Further, at a location downstream of the duct fan 170 and upstream of the duct inlet 162, the engine 100 includes an array of outlet guide vanes 176. As with the array of inlet guide vanes 172, the array of outlet guide vanes 176 is not rotatable about the longitudinal axis 102. However, for the depicted embodiment, unlike the array of inlet guide vanes 172, the array of outlet guide vanes 176 is configured as fixed pitch outlet guide vanes.

Further, it should be appreciated that for the depicted embodiment, the fan exhaust nozzle 164 of the fan duct 158 is also configured as a variable geometry exhaust nozzle. In this manner, engine 100 includes one or more actuators 178 for modulating the variable geometry exhaust nozzle. For example, the variable geometry exhaust nozzle may be configured to vary the total cross-sectional area (e.g., the area of the nozzle in a plane perpendicular to the longitudinal axis 102) to modulate the amount of thrust generated based on one or more engine operating conditions (e.g., temperature, pressure, mass flow, etc., of the airflow through the fan duct 158). A fixed geometry exhaust nozzle may also be employed.
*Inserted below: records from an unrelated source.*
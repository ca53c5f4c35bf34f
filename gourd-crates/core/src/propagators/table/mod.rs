//! Extensional constraints: the allowed (or forbidden) combinations of values are given as a
//! relation, and the propagators enforce (generalized) arc consistency on it.
//!
//! All algorithms compute the same fixed point; they differ in how they find the support of a
//! value. [`AcAlgorithm`] selects the algorithm of the binary propagator, [`GacAlgorithm`] the one
//! of the n-ary propagator.
mod binary_table;
mod nary_table;
mod relation;

pub use binary_table::*;
pub use nary_table::*;
pub use relation::*;

use crate::create_statistics_struct;

/// The arc consistency algorithm of a [`BinaryTablePropagator`].
#[derive(Clone, Copy, Debug, Default, PartialEq, Eq, Hash)]
#[cfg_attr(feature = "clap", derive(clap::ValueEnum))]
pub enum AcAlgorithm {
    /// Scan the other domain for every value.
    Ac3,
    /// Remember the last support of every value; the scan resumes after it. The last supports are
    /// backtrackable.
    Ac2001,
    /// Remember the last support of every value as a residue which is checked first.
    #[default]
    Ac3rm,
    /// Residues, with the supports of a value taken from the rows of the bit matrix.
    Ac3rmBitSet,
}

/// The generalized arc consistency algorithm of a [`TablePropagator`].
#[derive(Clone, Copy, Debug, Default, PartialEq, Eq, Hash)]
#[cfg_attr(feature = "clap", derive(clap::ValueEnum))]
pub enum GacAlgorithm {
    /// Walk the list of allowed tuples of every value from the last support found. Only for
    /// relations of allowed tuples.
    Gac2001,
    /// Residual supports; works for allowed as well as forbidden tuples.
    #[default]
    Gac3rm,
}

create_statistics_struct!(TableStatistics {
    num_calls: u64,
    num_support_checks: u64,
    num_prunings: u64,
});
The combination of the array of inlet guide vanes 172 upstream of the ducted fan 170, the array of outlet guide vanes 176 downstream of the ducted fan 170, and the fan exhaust nozzle 164 may result in a more efficient generation of the third flow thrust Fn3S under one or more engine operating conditions. Furthermore, by introducing a change in geometry of the inlet guide vanes 172 and the fan exhaust nozzle 164, the engine 100 is able to generate more efficient third flow thrust Fn3S under relatively wide engine operating conditions, including take-off and climb (typically requiring a maximum engine total thrust FnTotal) and cruise (typically requiring a smaller engine total thrust FnTotal).

Further, still referring to FIG. 2, in the exemplary embodiment, air passing through fan duct 158 may be relatively cooler (e.g., lower temperature) than one or more fluids used in turbine 108. In this manner, one or more heat exchangers 180 may be positioned in thermal communication with the fan duct 158. For example, one or more heat exchangers 180 may be disposed within the fan duct 158 and configured to utilize air passing through the fan duct 158 to cool one or more fluids from the core engine 134 as a resource for removing heat from the fluids (e.g., compressor bleed air, oil, or fuel).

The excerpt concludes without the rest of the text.